Ever since the COVID-19 pandemic started last year many things have changed. People have been forced into isolation with many schools and businesses closed. Even up till now most people are working from home. Governments around the world are trying to contain the disease by encouraging the public to wear, sanitize their hands and get vaccinated.
But will all this be enough. Unfortunately the answer is no because the virus is mutating and is more deadly. This is the way of micro-organisms. Once they detect a change in the environment, in this case the precautions people are taking and then the vaccination, the virus changes part of its DNA for it to survive. Every living thing fights for survival, whether it’s a virus, animal or even a plant.
Recently, another method has been pointed out by Professor Lidia Morawska of Queensland University of Technology which entails improving indoor ventilation systems. Together with a multitude of scientists from 14 different countries, Professor Morawska has proposed an international “paradigm shift” to the WHO to improve standards of air quality to avoid air borne pathogens.
“We need to establish the foundations to ensure that the air in our buildings is clean with a significantly reduced pathogen count, contributing to the building occupants’ health, just as we expect for the water coming out of our taps,” Professor Morawska said.

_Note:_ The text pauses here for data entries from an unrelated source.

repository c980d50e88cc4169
//! Demonstrates framing JSON messages off a stream that carries no length
//! prefix and no delimiter.
//!
//! A peer writes JSON-RPC style messages back to back. The reader receives
//! them in chunks whose boundaries have nothing to do with message
//! boundaries, here simulated by a fixed array. Each chunk is fed one
//! character at a time; the reassembler hands back a message on exactly the
//! character that completes it, and the reader resets it before continuing
//! with the rest of the chunk.
//!
//! Run with
//!
//! ```bash
//! cargo run -p jsonframe --example socket_framing
//! ```

#![allow(clippy::needless_raw_string_hashes)]

use jsonframe::{ParserOptions, StreamingReassembler};

fn main() {
    // In real life this would come from the network.
    let simulated_stream: [&str; 6] = [
        // 0 – first message, cut mid-key
        r#"{"jsonrpc":"2.0","meth"#,
        // 1 – first message ends, second begins in the same chunk
        r#"od":"subscribe","id":1}{"jsonrpc":"2.0","#,
        // 2 – a pretty-printed result; whitespace is dropped
        "\"result\": [\n  \"ticks\",\n  42\n],\n",
        // 3
        r#""id":1}"#,
        // 4 – a string holding braces does not confuse framing
        r#"{"jsonrpc":"2.0","method":"log","params":["} not the end {"]}"#,
        // 5 – a corrupt message
        r#"{"jsonrpc":"2.0" "id":2}"#,
    ];

    let mut reassembler = StreamingReassembler::new(ParserOptions {
        max_buffer_len: Some(64 * 1024),
        ..ParserOptions::default()
    });

    for chunk in simulated_stream {
        for c in chunk.chars() {
            match reassembler.feed(c) {
                Ok(Some(message)) => {
                    println!("message: {message}");
                    reassembler.reset();
                }
                Ok(None) => {}
                Err(err) => {
                    // The stream cannot be resynchronised mid-message; a real
                    // reader would drop the connection here.
                    eprintln!("protocol error: {err}");
                    return;
                }
            }
        }
    }

    if !reassembler.is_idle() {
        println!("{} characters still pending", reassembler.buffered_len());
    }
}
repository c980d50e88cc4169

mod parse_good;
use alloc::{string::String, vec::Vec};
use core::ops::RangeFrom;

/// Append-only record of every accepted character of the value in progress.
#[derive(Debug, Default)]
pub(crate) struct Buffer {
    data: Vec<char>,
}

impl Buffer {
    pub(crate) fn new() -> Self {
        Self { data: Vec::new() }
    }

    #[inline]
    pub(crate) fn push(&mut self, c: char) {
        self.data.push(c);
    }

    #[inline]
    pub(crate) fn len(&self) -> usize {
        self.data.len()
    }

    #[inline]
    pub(crate) fn get(&self, index: usize) -> Option<char> {
        self.data.get(index).copied()
    }

    #[inline]
    pub(crate) fn last(&self) -> Option<char> {
        self.data.last().copied()
    }

    /// Characters from `range.start` to the end, or nothing if the start is
    /// past the end.
    pub(crate) fn tail(&self, range: RangeFrom<usize>) -> &[char] {
        self.data.get(range).unwrap_or_default()
    }

    pub(crate) fn clear(&mut self) {
        self.data.clear();
    }

    /// An owned copy of the whole buffer.
    pub(crate) fn to_text(&self) -> String {
        self.data.iter().collect()
    }
}

#[cfg(test)]
mod tests {
    use super::*;

    #[test]
    fn tail_past_end_is_empty() {
        let mut buffer = Buffer::new();
        buffer.push('[');
        buffer.push('1');
        assert_eq!(buffer.tail(1..), &['1']);
        assert!(buffer.tail(5..).is_empty());
    }

    #[test]
    fn text_copy_is_independent() {
        let mut buffer = Buffer::new();
        buffer.push('[');
        buffer.push(']');
        let text = buffer.to_text();
        buffer.clear();
        assert_eq!(text, "[]");
        assert_eq!(buffer.len(), 0);
        assert_eq!(buffer.last(), None);
    }
}
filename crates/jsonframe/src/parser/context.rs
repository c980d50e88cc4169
use alloc::vec::Vec;

/// The three bare-word literals JSON allows.
#[derive(Debug, Clone, Copy, PartialEq, Eq)]
pub(crate) enum Literal {
    True,
    False,
    Null,
}

impl Literal {
    /// The literal a value starting with `first` must spell, if any.
    pub(crate) fn from_first(first: char) -> Option<Self> {
        match first {
            't' => Some(Self::True),
            'f' => Some(Self::False),
            'n' => Some(Self::Null),
            _ => None,
        }
    }

    pub(crate) fn word(self) -> &'static str {
        match self {
            Self::True => "true",
            Self::False => "false",
            Self::Null => "null",
        }
    }
}

/// Selects the grammar rules that govern the next character.
#[derive(Debug, Clone, Copy, PartialEq, Eq)]
pub(crate) enum Context {
    Literal(Literal),
    String,
    Number,
    Array,
    Object,
    ObjectKey,
    ObjectValue,
}

#[derive(Debug, Clone, Copy, PartialEq, Eq)]
pub(crate) struct Frame {
    pub(crate) context: Context,
    /// Buffer index of the character that opened this frame; lookbacks
    /// within a token never reach before it.
    pub(crate) origin: usize,
}

#[derive(Debug, Default)]
pub(crate) struct ContextStack {
    frames: Vec<Frame>,
}

impl ContextStack {
    pub(crate) fn new() -> Self {
        Self { frames: Vec::new() }
    }

    #[inline]
    pub(crate) fn top(&self) -> Option<Frame> {
        self.frames.last().copied()
    }

    #[inline]
    pub(crate) fn push(&mut self, frame: Frame) {
        self.frames.push(frame);
    }

    #[inline]
    pub(crate) fn pop(&mut self) -> Option<Frame> {
        self.frames.pop()
    }

    /// Swaps the context of the active frame, keeping its origin. Returns the
    /// previous context, or `None` when there is no active frame.
    pub(crate) fn replace_top(&mut self, context: Context) -> Option<Context> {
        let frame = self.frames.last_mut()?;
        Some(core::mem::replace(&mut frame.context, context))
    }

    #[inline]
    pub(crate) fn len(&self) -> usize {
        self.frames.len()
    }

    #[inline]
    pub(crate) fn is_empty(&self) -> bool {
        self.frames.is_empty()
    }

    pub(crate) fn frames(&self) -> &[Frame] {
        &self.frames
    }

    pub(crate) fn clear(&mut self) {
        self.frames.clear();
    }
}
use alloc::string::String;
use core::iter::FusedIterator;

use crate::parser::{ParserError, StreamingReassembler};

/// Iterator over every top-level value in a stream of concatenated values.
///
/// Created by [`StreamingReassembler::values`]. The reassembler is reset
/// after each value, so every item holds the text of exactly one value. At
/// the end of the input [`StreamingReassembler::finish`] is called, which
/// yields a trailing bare number. The iterator stops after the first error.
#[derive(Debug)]
#[must_use = "iterators are lazy and do nothing unless consumed"]
pub struct Values<'p, I> {
    reassembler: &'p mut StreamingReassembler,
    chars: I,
    done: bool,
}

impl StreamingReassembler {
    /// Splits a stream of whitespace-separated JSON values.
    ///
    /// ```rust
    /// use jsonframe::StreamingReassembler;
    ///
    /// let mut reassembler = StreamingReassembler::default();
    /// let values: Vec<_> = reassembler
    ///     .values("{\"a\": 1} [2]\n3".chars())
    ///     .collect::<Result<_, _>>()?;
    /// assert_eq!(values, ["{\"a\":1}", "[2]", "3"]);
    /// # Ok::<(), jsonframe::ParserError>(())
    /// ```
    pub fn values<I>(&mut self, chars: I) -> Values<'_, I::IntoIter>
    where
        I: IntoIterator<Item = char>,
    {
        Values {
            reassembler: self,
            chars: chars.into_iter(),
            done: false,
        }
    }
}

impl<I: Iterator<Item = char>> Values<'_, I> {
    fn complete(&mut self, text: String) -> Option<Result<String, ParserError>> {
        self.reassembler.reset();
        Some(Ok(text))
    }

    fn fail(&mut self, err: ParserError) -> Option<Result<String, ParserError>> {
        self.done = true;
        Some(Err(err))
    }
}

impl<I: Iterator<Item = char>> Iterator for Values<'_, I> {
    type Item = Result<String, ParserError>;

    fn next(&mut self) -> Option<Self::Item> {
        if self.done {
            return None;
        }

        while let Some(c) = self.chars.next() {
            match self.reassembler.feed(c) {
                Ok(Some(text)) => return self.complete(text),
                Ok(None) => {}
                Err(err) => return self.fail(err),
            }
        }

        self.done = true;
        match self.reassembler.finish() {
            Ok(Some(text)) => self.complete(text),
            Ok(None) => None,
            Err(err) => self.fail(err),
        }
    }
}

impl<I: Iterator<Item = char>> FusedIterator for Values<'_, I> {}
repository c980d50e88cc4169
#![no_main]

use arbitrary::{Arbitrary, Unstructured};
use jsonframe::{ParserOptions, StreamingReassembler};
use libfuzzer_sys::fuzz_target;
use serde_json::{Map, Value};

/// A stream of well-formed values, each preceded by one JSON whitespace
/// character, followed by arbitrary trailing text.
#[derive(Debug, Arbitrary)]
struct Input {
    max_buffer_len: Option<u16>,
    max_depth: Option<u8>,
    values: Vec<(Whitespace, ArbitraryValue)>,
    tail: String,
}

#[derive(Debug, Clone, Copy, Arbitrary)]
enum Whitespace {
    Space,
    Tab,
    LineFeed,
    CarriageReturn,
}

impl Whitespace {
    fn as_char(self) -> char {
        match self {
            Whitespace::Space => ' ',
            Whitespace::Tab => '\t',
            Whitespace::LineFeed => '\n',
            Whitespace::CarriageReturn => '\r',
        }
    }
}

#[derive(Debug)]
struct ArbitraryValue(Value);

impl<'a> Arbitrary<'a> for ArbitraryValue {
    fn arbitrary(u: &mut Unstructured<'a>) -> arbitrary::Result<Self> {
        let value = match u.choose_index(16)? {
            0 => Value::Null,
            1 => Value::Bool(u.arbitrary()?),
            2 | 3 => {
                let n: f64 = u.arbitrary()?;
                serde_json::Number::from_f64(n).map_or(Value::Null, Value::Number)
            }
            4..=8 => Value::String(u.arbitrary()?),
            9..=12 => {
                let elems: Vec<ArbitraryValue> = u.arbitrary()?;
                Value::Array(elems.into_iter().map(|v| v.0).collect())
            }
            _ => {
                let m: Vec<(String, ArbitraryValue)> = u.arbitrary()?;
                Value::Object(Map::from_iter(m.into_iter().map(|(k, v)| (k, v.0))))
            }
        };
        Ok(ArbitraryValue(value))
    }
}

/// A string ending in `\` renders as `\\"`, whose closing quote reads as
/// escaped to a one-character lookback.
fn has_trailing_backslash(value: &Value) -> bool {
    match value {
        Value::String(s) => s.ends_with('\\'),
        Value::Array(items) => items.iter().any(has_trailing_backslash),
        Value::Object(map) => map
            .iter()
            .any(|(k, v)| k.ends_with('\\') || has_trailing_backslash(v)),
        _ => false,
    }
}

fn reassemble(input: Input) {
    let mut text = String::new();
    let mut expected = Vec::new();
    for (ws, value) in &input.values {
        text.push(ws.as_char());
        let compact = serde_json::to_string(&value.0).expect("serializable");
        text.push_str(&compact);
        expected.push(compact);
    }
    text.push_str(&input.tail);

    let unbounded = input.max_buffer_len.is_none() && input.max_depth.is_none();
    let exact = unbounded
        && input.tail.is_empty()
        && !input.values.iter().any(|(_, v)| has_trailing_backslash(&v.0));

    let mut reassembler = StreamingReassembler::new(ParserOptions {
        max_buffer_len: input.max_buffer_len.map(usize::from),
        max_depth: input.max_depth.map(usize::from),
        panic_on_error: exact,
    });

    let mut found = Vec::new();
    for result in reassembler.values(text.chars()) {
        match result {
            Ok(value) => {
                // Completed text is compact: fed again it must come back as is.
                let mut again = StreamingReassembler::default();
                let mut framed = value.clone();
                framed.push(' ');
                assert_eq!(again.feed_str(&framed), Ok(Some(value.clone())));
                found.push(value);
            }
            Err(err) => assert!(!err.is_internal(), "{err}"),
        }
    }

    if exact {
        assert_eq!(found, expected);
    }
}

fuzz_target!(|input: Input| reassemble(input));
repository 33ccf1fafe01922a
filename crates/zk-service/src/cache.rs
//! Proof cache
//!
//! Stores verified proofs under a caller-chosen key so a counterparty can
//! fetch them later. The handle is opened once at start-up, cloned into the
//! request handlers and closed on shutdown.

use std::collections::HashMap;
use std::sync::Arc;
use std::time::{Duration, Instant};

use parking_lot::RwLock;
use redis::aio::MultiplexedConnection;
use redis::AsyncCommands;
use serde::{Deserialize, Serialize};
use talent_zk_prover::{Circuit, DisclosureFlags, ProofJson};
use thiserror::Error;
use tracing::{debug, info};

use crate::config::{CacheBackend, CacheConfig, DEFAULT_MAX_ENTRIES};

const MAX_KEY_LEN: usize = 128;

#[derive(Debug, Error)]
pub enum CacheError {
    #[error("redis error: {0}")]
    Redis(#[from] redis::RedisError),
    #[error("corrupt cache entry: {0}")]
    Corrupt(#[from] serde_json::Error),
}

/// A proof as kept in the cache
#[derive(Clone, Debug, PartialEq, Eq, Serialize, Deserialize)]
#[serde(rename_all = "camelCase")]
pub struct StoredProof {
    pub kind: Circuit,
    pub proof: ProofJson,
    pub public_signals: Vec<String>,
    /// Disclosure flags, for selective disclosure proofs
    #[serde(default, skip_serializing_if = "Option::is_none")]
    pub disclosure: Option<DisclosureFlags>,
}

/// Cache keys are short identifiers: ASCII alphanumerics plus `-_.:`
pub fn is_valid_key(key: &str) -> bool {
    !key.is_empty()
        && key.len() <= MAX_KEY_LEN
        && key
            .bytes()
            .all(|b| b.is_ascii_alphanumeric() || matches!(b, b'-' | b'_' | b'.' | b':'))
}

/// In-process store with optional expiry and a hard entry cap
pub struct MemoryStore {
    entries: HashMap<String, (Instant, StoredProof)>,
    ttl: Option<Duration>,
    max_entries: usize,
}

impl MemoryStore {
    fn new(ttl: Option<Duration>, max_entries: usize) -> Self {
        Self {
            entries: HashMap::new(),
            ttl,
            max_entries: max_entries.max(1),
        }
    }

    fn is_expired(&self, stored_at: Instant, now: Instant) -> bool {
        self.ttl
            .is_some_and(|ttl| now.saturating_duration_since(stored_at) >= ttl)
    }

    fn insert(&mut self, key: &str, record: StoredProof) {
        let now = Instant::now();
        if self.ttl.is_some() {
            let before = self.entries.len();
            let ttl = self.ttl;
            self.entries.retain(|_, (stored_at, _)| {
                ttl.map_or(true, |ttl| now.saturating_duration_since(*stored_at) < ttl)
            });
            let swept = before - self.entries.len();
            if swept > 0 {
                debug!(swept, "expired proofs removed");
            }
        }

        if !self.entries.contains_key(key) && self.entries.len() >= self.max_entries {
            // Evict the oldest entry
            let oldest = self
                .entries
                .iter()
                .min_by_key(|(_, (stored_at, _))| *stored_at)
                .map(|(key, _)| key.clone());
            if let Some(oldest) = oldest {
                self.entries.remove(&oldest);
                debug!(key = %oldest, "evicted proof at capacity");
            }
        }

        self.entries.insert(key.to_string(), (now, record));
    }

    fn get(&mut self, key: &str) -> Option<StoredProof> {
        let now = Instant::now();
        let (stored_at, record) = self.entries.get(key)?;
        if self.is_expired(*stored_at, now) {
            self.entries.remove(key);
            return None;
        }
        Some(record.clone())
    }

    pub fn len(&self) -> usize {
        self.entries.len()
    }

    pub fn is_empty(&self) -> bool {
        self.entries.is_empty()
    }
}

#[derive(Clone)]
pub enum ProofCache {
    Memory(Arc<RwLock<MemoryStore>>),
    Redis {
        conn: MultiplexedConnection,
        prefix: String,
        ttl_secs: Option<u64>,
    },
}

impl ProofCache {
    /// In-memory cache without expiry, capped at the default entry count
    pub fn memory() -> Self {
        Self::memory_with(None, DEFAULT_MAX_ENTRIES)
    }

    pub fn memory_with(ttl: Option<Duration>, max_entries: usize) -> Self {
        Self::Memory(Arc::new(RwLock::new(MemoryStore::new(ttl, max_entries))))
    }

    pub async fn open(config: &CacheConfig) -> Result<Self, CacheError> {
        match config.backend {
            CacheBackend::Memory => {
                info!(
                    max_entries = config.max_entries,
                    ttl = ?config.ttl,
                    "using in-memory proof cache"
                );
                Ok(Self::memory_with(config.ttl, config.max_entries))
            }
            CacheBackend::Redis => {
                let client = redis::Client::open(config.redis_url.as_str())?;
                let conn = client.get_multiplexed_tokio_connection().await?;
                info!(prefix = %config.key_prefix, "connected to redis proof cache");
                Ok(Self::Redis {
                    conn,
                    prefix: config.key_prefix.clone(),
                    ttl_secs: config.ttl.map(|ttl| ttl.as_secs()),
                })
            }
        }
    }

    pub fn backend(&self) -> CacheBackend {
        match self {
            Self::Memory(_) => CacheBackend::Memory,
            Self::Redis { .. } => CacheBackend::Redis,
        }
    }

    pub async fn put(&self, key: &str, record: &StoredProof) -> Result<(), CacheError> {
        match self {
            Self::Memory(store) => {
                store.write().insert(key, record.clone());
            }
            Self::Redis {
                conn,
                prefix,
                ttl_secs,
            } => {
                let mut conn = conn.clone();
                let redis_key = format!("{prefix}{key}");
                let value = serde_json::to_string(record)?;
                match ttl_secs {
                    Some(ttl) => {
                        let _: () = redis::cmd("SET")
                            .arg(&redis_key)
                            .arg(value)
                            .arg("EX")
                            .arg(*ttl)
                            .query_async(&mut conn)
                            .await?;
                    }
                    None => {
                        let _: () = conn.set(&redis_key, value).await?;
                    }
                }
            }
        }
        debug!(key, kind = %record.kind, "stored proof");
        Ok(())
    }

    pub async fn get(&self, key: &str) -> Result<Option<StoredProof>, CacheError> {
        match self {
            Self::Memory(store) => Ok(store.write().get(key)),
            Self::Redis { conn, prefix, .. } => {
                let mut conn = conn.clone();
                let raw: Option<String> = conn.get(format!("{prefix}{key}")).await?;
                Ok(raw.map(|raw| serde_json::from_str(&raw)).transpose()?)
            }
        }
    }

    /// Release the backend. Remaining clones stay usable until dropped.
    pub async fn close(self) {
        match self {
            Self::Memory(store) => {
                let entries = store.read().len();
                info!(entries, "in-memory proof cache closed");
            }
            Self::Redis { conn, .. } => {
                drop(conn);
                info!("redis proof cache closed");
            }
        }
    }
}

The air is the easiest route for micro-organisms to be carried from one place to another and they more difficult to detect than in food and water. The obvious reason because air can’t be seen and so, can’t be controlled. But the condition of buildings can be improved.
“For decades, the focus of architects and building engineers was on thermal comfort, odour control, perceived air quality, initial investment cost, energy use, and other performance issues, while infection control was neglected,” she said. “Wide use of monitors displaying the state of indoor air quality must be mandated too, because the general public currently have no way of knowing the condition of indoor spaces they occupy and share with others.”
Although the changes will require more costs if approved but considering the situation of the world, the Professor believes that these modifications will have greater benefits than the current situation.